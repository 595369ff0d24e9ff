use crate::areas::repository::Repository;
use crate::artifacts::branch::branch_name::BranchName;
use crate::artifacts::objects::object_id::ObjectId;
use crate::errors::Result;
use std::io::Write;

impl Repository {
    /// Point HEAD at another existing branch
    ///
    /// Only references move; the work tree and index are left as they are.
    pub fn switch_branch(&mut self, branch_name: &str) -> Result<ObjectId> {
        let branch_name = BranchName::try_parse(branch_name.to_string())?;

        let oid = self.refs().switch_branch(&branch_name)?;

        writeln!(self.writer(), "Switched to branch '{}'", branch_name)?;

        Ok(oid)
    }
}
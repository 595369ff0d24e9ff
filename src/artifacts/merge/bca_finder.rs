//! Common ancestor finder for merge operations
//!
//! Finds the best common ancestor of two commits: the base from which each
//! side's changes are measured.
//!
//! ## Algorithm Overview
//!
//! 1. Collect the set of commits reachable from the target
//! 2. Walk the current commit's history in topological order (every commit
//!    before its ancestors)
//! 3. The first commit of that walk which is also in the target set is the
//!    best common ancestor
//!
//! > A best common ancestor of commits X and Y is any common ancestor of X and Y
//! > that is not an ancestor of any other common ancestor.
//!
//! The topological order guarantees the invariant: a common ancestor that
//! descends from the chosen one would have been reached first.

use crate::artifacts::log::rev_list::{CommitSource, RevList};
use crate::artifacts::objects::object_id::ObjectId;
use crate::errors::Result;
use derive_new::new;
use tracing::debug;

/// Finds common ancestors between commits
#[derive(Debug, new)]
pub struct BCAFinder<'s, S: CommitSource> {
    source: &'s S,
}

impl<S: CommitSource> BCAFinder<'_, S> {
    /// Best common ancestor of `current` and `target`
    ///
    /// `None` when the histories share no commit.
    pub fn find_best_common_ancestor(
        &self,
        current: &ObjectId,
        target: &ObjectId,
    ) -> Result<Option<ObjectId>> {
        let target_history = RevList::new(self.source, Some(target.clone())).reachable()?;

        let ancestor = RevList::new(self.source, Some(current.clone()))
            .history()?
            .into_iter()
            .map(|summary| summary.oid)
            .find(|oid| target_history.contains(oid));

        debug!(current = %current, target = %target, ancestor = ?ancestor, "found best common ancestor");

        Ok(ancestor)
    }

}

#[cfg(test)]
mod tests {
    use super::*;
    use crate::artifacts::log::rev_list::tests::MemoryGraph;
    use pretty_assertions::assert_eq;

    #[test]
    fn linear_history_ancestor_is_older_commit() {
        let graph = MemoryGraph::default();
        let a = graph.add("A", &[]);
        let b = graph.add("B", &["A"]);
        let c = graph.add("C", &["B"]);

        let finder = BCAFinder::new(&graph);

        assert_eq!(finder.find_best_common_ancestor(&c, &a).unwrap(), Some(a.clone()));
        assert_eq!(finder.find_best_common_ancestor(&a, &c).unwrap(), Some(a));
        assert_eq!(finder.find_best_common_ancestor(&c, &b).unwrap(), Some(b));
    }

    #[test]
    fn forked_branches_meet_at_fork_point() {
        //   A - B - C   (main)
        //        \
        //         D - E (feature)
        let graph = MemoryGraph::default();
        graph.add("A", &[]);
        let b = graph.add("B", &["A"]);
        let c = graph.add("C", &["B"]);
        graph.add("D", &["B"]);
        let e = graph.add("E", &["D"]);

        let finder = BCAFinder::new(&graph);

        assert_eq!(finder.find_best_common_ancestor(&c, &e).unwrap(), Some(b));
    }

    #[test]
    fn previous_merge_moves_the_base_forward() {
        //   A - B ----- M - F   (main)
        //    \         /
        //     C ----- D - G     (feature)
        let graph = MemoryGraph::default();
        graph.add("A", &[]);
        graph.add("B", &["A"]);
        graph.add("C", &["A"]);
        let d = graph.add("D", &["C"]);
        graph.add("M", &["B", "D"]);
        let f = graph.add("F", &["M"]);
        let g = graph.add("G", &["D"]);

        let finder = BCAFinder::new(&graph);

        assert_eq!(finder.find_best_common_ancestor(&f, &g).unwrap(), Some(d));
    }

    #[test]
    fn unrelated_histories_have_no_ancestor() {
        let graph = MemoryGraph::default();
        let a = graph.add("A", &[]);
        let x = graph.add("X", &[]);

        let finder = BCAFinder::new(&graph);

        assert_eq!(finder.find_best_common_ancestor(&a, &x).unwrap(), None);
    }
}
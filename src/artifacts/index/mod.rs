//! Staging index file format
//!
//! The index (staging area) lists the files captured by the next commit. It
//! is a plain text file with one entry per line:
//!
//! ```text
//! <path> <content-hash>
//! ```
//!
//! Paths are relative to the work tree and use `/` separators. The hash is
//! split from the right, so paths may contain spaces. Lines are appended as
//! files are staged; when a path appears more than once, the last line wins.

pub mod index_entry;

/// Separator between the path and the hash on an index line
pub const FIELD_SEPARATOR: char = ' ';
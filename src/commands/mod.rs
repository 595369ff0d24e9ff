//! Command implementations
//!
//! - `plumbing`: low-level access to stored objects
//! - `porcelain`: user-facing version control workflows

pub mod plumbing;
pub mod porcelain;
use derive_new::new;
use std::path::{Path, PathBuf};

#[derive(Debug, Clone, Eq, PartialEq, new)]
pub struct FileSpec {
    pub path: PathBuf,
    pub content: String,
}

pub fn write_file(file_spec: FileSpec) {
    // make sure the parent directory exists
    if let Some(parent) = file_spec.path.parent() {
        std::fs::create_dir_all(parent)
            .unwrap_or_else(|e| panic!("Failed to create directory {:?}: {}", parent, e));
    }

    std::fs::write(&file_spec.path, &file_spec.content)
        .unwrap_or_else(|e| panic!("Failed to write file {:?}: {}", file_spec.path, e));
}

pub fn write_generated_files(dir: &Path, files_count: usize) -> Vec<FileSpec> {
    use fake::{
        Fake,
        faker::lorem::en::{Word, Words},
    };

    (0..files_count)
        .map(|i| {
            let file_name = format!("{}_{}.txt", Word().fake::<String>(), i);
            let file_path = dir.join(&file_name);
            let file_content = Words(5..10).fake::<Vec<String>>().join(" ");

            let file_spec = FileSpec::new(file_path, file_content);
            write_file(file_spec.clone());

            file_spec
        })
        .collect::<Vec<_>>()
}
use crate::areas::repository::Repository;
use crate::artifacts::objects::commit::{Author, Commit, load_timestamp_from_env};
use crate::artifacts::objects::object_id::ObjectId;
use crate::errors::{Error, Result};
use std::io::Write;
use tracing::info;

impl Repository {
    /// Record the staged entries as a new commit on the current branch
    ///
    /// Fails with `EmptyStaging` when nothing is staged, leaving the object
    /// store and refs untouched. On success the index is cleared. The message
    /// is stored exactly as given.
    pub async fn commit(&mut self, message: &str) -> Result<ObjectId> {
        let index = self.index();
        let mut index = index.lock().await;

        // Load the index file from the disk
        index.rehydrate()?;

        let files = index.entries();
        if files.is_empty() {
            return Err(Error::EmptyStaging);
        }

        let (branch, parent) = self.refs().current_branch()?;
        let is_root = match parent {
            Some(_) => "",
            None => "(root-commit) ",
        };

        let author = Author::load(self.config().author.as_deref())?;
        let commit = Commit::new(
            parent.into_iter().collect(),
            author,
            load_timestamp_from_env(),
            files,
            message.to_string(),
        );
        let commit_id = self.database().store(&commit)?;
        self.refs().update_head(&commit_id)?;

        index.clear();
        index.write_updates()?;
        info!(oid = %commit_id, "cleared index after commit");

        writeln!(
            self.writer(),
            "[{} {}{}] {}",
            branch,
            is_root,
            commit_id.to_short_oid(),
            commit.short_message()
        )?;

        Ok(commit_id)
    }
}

───

» **Task details**:
Would you output, from the records above, exactly the run of lines that starts at the line containing "last line wins." and ends at the line containing "cleared. The message", and only that run?

» **Answer box**:
//! files are staged; when a path appears more than once, the last line wins.

pub mod index_entry;

/// Separator between the path and the hash on an index line
pub const FIELD_SEPARATOR: char = ' ';
filename src/commands/mod.rs
repository 595369ff0d24e9ff
//! Command implementations
//!
//! - `plumbing`: low-level access to stored objects
//! - `porcelain`: user-facing version control workflows

pub mod plumbing;
pub mod porcelain;
use derive_new::new;
use std::path::{Path, PathBuf};

#[derive(Debug, Clone, Eq, PartialEq, new)]
pub struct FileSpec {
    pub path: PathBuf,
    pub content: String,
}

pub fn write_file(file_spec: FileSpec) {
    // make sure the parent directory exists
    if let Some(parent) = file_spec.path.parent() {
        std::fs::create_dir_all(parent)
            .unwrap_or_else(|e| panic!("Failed to create directory {:?}: {}", parent, e));
    }

    std::fs::write(&file_spec.path, &file_spec.content)
        .unwrap_or_else(|e| panic!("Failed to write file {:?}: {}", file_spec.path, e));
}

pub fn write_generated_files(dir: &Path, files_count: usize) -> Vec<FileSpec> {
    use fake::{
        Fake,
        faker::lorem::en::{Word, Words},
    };

    (0..files_count)
        .map(|i| {
            let file_name = format!("{}_{}.txt", Word().fake::<String>(), i);
            let file_path = dir.join(&file_name);
            let file_content = Words(5..10).fake::<Vec<String>>().join(" ");

            let file_spec = FileSpec::new(file_path, file_content);
            write_file(file_spec.clone());

            file_spec
        })
        .collect::<Vec<_>>()
}
use crate::areas::repository::Repository;
use crate::artifacts::objects::commit::{Author, Commit, load_timestamp_from_env};
use crate::artifacts::objects::object_id::ObjectId;
use crate::errors::{Error, Result};
use std::io::Write;
use tracing::info;

impl Repository {
    /// Record the staged entries as a new commit on the current branch
    ///
    /// Fails with `EmptyStaging` when nothing is staged, leaving the object
    /// store and refs untouched. On success the index is cleared. The message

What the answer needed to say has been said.